Copy out the records again. Change nothing.

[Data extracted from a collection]

——

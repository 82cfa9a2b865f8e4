use std::io::Write;

use bracket_odds::config::*;
use bracket_odds::error::PoolError;

#[test]
fn test_default_config() {
    let config = ScoringConfig::default();
    assert_eq!(config.points(1), 10);
    assert_eq!(config.points(6), 130);
    assert_eq!(config.factor(6), 6);
}

#[test]
fn test_from_json() {
    let json = r#"{"SCORE_FOR_ROUND": [0, 1, 2, 3, 4, 5, 6], "SEED_FACTOR": [0, 0, 0, 0, 0, 0, 1]}"#;
    let config = ScoringConfig::from_json(json).unwrap();
    assert_eq!(config.points(3), 3);
    assert_eq!(config.factor(5), 0);
    assert_eq!(config.factor(6), 1);
}

#[test]
fn test_from_json_aliases() {
    let json = r#"{"scoreForRound": [0, 10, 20, 30, 50, 80, 130], "seedFactor": [0, 1, 2, 3, 4, 5, 6]}"#;
    assert_eq!(ScoringConfig::from_json(json).unwrap(), ScoringConfig::default());
}

#[test]
fn test_wrong_length_rejected() {
    let json = r#"{"SCORE_FOR_ROUND": [10, 20, 30, 50, 80, 130], "SEED_FACTOR": [0, 1, 2, 3, 4, 5, 6]}"#;
    let err = ScoringConfig::from_json(json).unwrap_err();
    assert!(matches!(err, PoolError::Config(_)));
    assert!(err.to_string().contains("SCORE_FOR_ROUND"));
}

#[test]
fn test_missing_field_rejected() {
    let err = ScoringConfig::from_json(r#"{"SCORE_FOR_ROUND": [0, 1, 2, 3, 4, 5, 6]}"#).unwrap_err();
    assert!(err.to_string().contains("SEED_FACTOR"));
    assert!(matches!(
        ScoringConfig::from_json("not json"),
        Err(PoolError::Json(_))
    ));
}

#[test]
fn test_load_from_file() {
    let mut file = tempfile::NamedTempFile::new().unwrap();
    write!(
        file,
        r#"{{"SCORE_FOR_ROUND": [0, 1, 1, 1, 1, 1, 1], "SEED_FACTOR": [0, 1, 1, 1, 1, 1, 1]}}"#
    )
    .unwrap();
    let config = ScoringConfig::load(file.path()).unwrap();
    assert_eq!(config.points(6), 1);

    let missing = ScoringConfig::load(std::path::Path::new("/nonexistent/scoring.json"));
    assert!(matches!(missing, Err(PoolError::Io(_))));
}

#[test]
fn test_simulation_defaults() {
    let config = SimulationConfig::default();
    assert_eq!(config.max_simulations, Some(DEFAULT_MAX_SIMULATIONS));
    assert!(config.apply_seed_bonus);
    assert_eq!(config.merge, MergeStrategy::RoundOrdered);
    assert_eq!(SimulationConfig::exhaustive().max_simulations, None);
}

——

Reply ->
repository 82cfa9a2b865f8e4
use std::io::Write;

use bracket_odds::config::*;
use bracket_odds::error::PoolError;

#[test]
fn test_default_config() {
    let config = ScoringConfig::default();
    assert_eq!(config.points(1), 10);
    assert_eq!(config.points(6), 130);
    assert_eq!(config.factor(6), 6);
}

#[test]
fn test_from_json() {
    let json = r#"{"SCORE_FOR_ROUND": [0, 1, 2, 3, 4, 5, 6], "SEED_FACTOR": [0, 0, 0, 0, 0, 0, 1]}"#;
    let config = ScoringConfig::from_json(json).unwrap();
    assert_eq!(config.points(3), 3);
    assert_eq!(config.factor(5), 0);
    assert_eq!(config.factor(6), 1);
}

#[test]
fn test_from_json_aliases() {
    let json = r#"{"scoreForRound": [0, 10, 20, 30, 50, 80, 130], "seedFactor": [0, 1, 2, 3, 4, 5, 6]}"#;
    assert_eq!(ScoringConfig::from_json(json).unwrap(), ScoringConfig::default());
}

#[test]
fn test_wrong_length_rejected() {
    let json = r#"{"SCORE_FOR_ROUND": [10, 20, 30, 50, 80, 130], "SEED_FACTOR": [0, 1, 2, 3, 4, 5, 6]}"#;
    let err = ScoringConfig::from_json(json).unwrap_err();
    assert!(matches!(err, PoolError::Config(_)));
    assert!(err.to_string().contains("SCORE_FOR_ROUND"));
}

#[test]
fn test_missing_field_rejected() {
    let err = ScoringConfig::from_json(r#"{"SCORE_FOR_ROUND": [0, 1, 2, 3, 4, 5, 6]}"#).unwrap_err();
    assert!(err.to_string().contains("SEED_FACTOR"));
    assert!(matches!(
        ScoringConfig::from_json("not json"),
        Err(PoolError::Json(_))
    ));
}

#[test]
fn test_load_from_file() {
    let mut file = tempfile::NamedTempFile::new().unwrap();
    write!(
        file,
        r#"{{"SCORE_FOR_ROUND": [0, 1, 1, 1, 1, 1, 1], "SEED_FACTOR": [0, 1, 1, 1, 1, 1, 1]}}"#
    )
    .unwrap();
    let config = ScoringConfig::load(file.path()).unwrap();
    assert_eq!(config.points(6), 1);

    let missing = ScoringConfig::load(std::path::Path::new("/nonexistent/scoring.json"));
    assert!(matches!(missing, Err(PoolError::Io(_))));
}

#[test]
fn test_simulation_defaults() {
    let config = SimulationConfig::default();
    assert_eq!(config.max_simulations, Some(DEFAULT_MAX_SIMULATIONS));
    assert!(config.apply_seed_bonus);
    assert_eq!(config.merge, MergeStrategy::RoundOrdered);
    assert_eq!(SimulationConfig::exhaustive().max_simulations, None);
}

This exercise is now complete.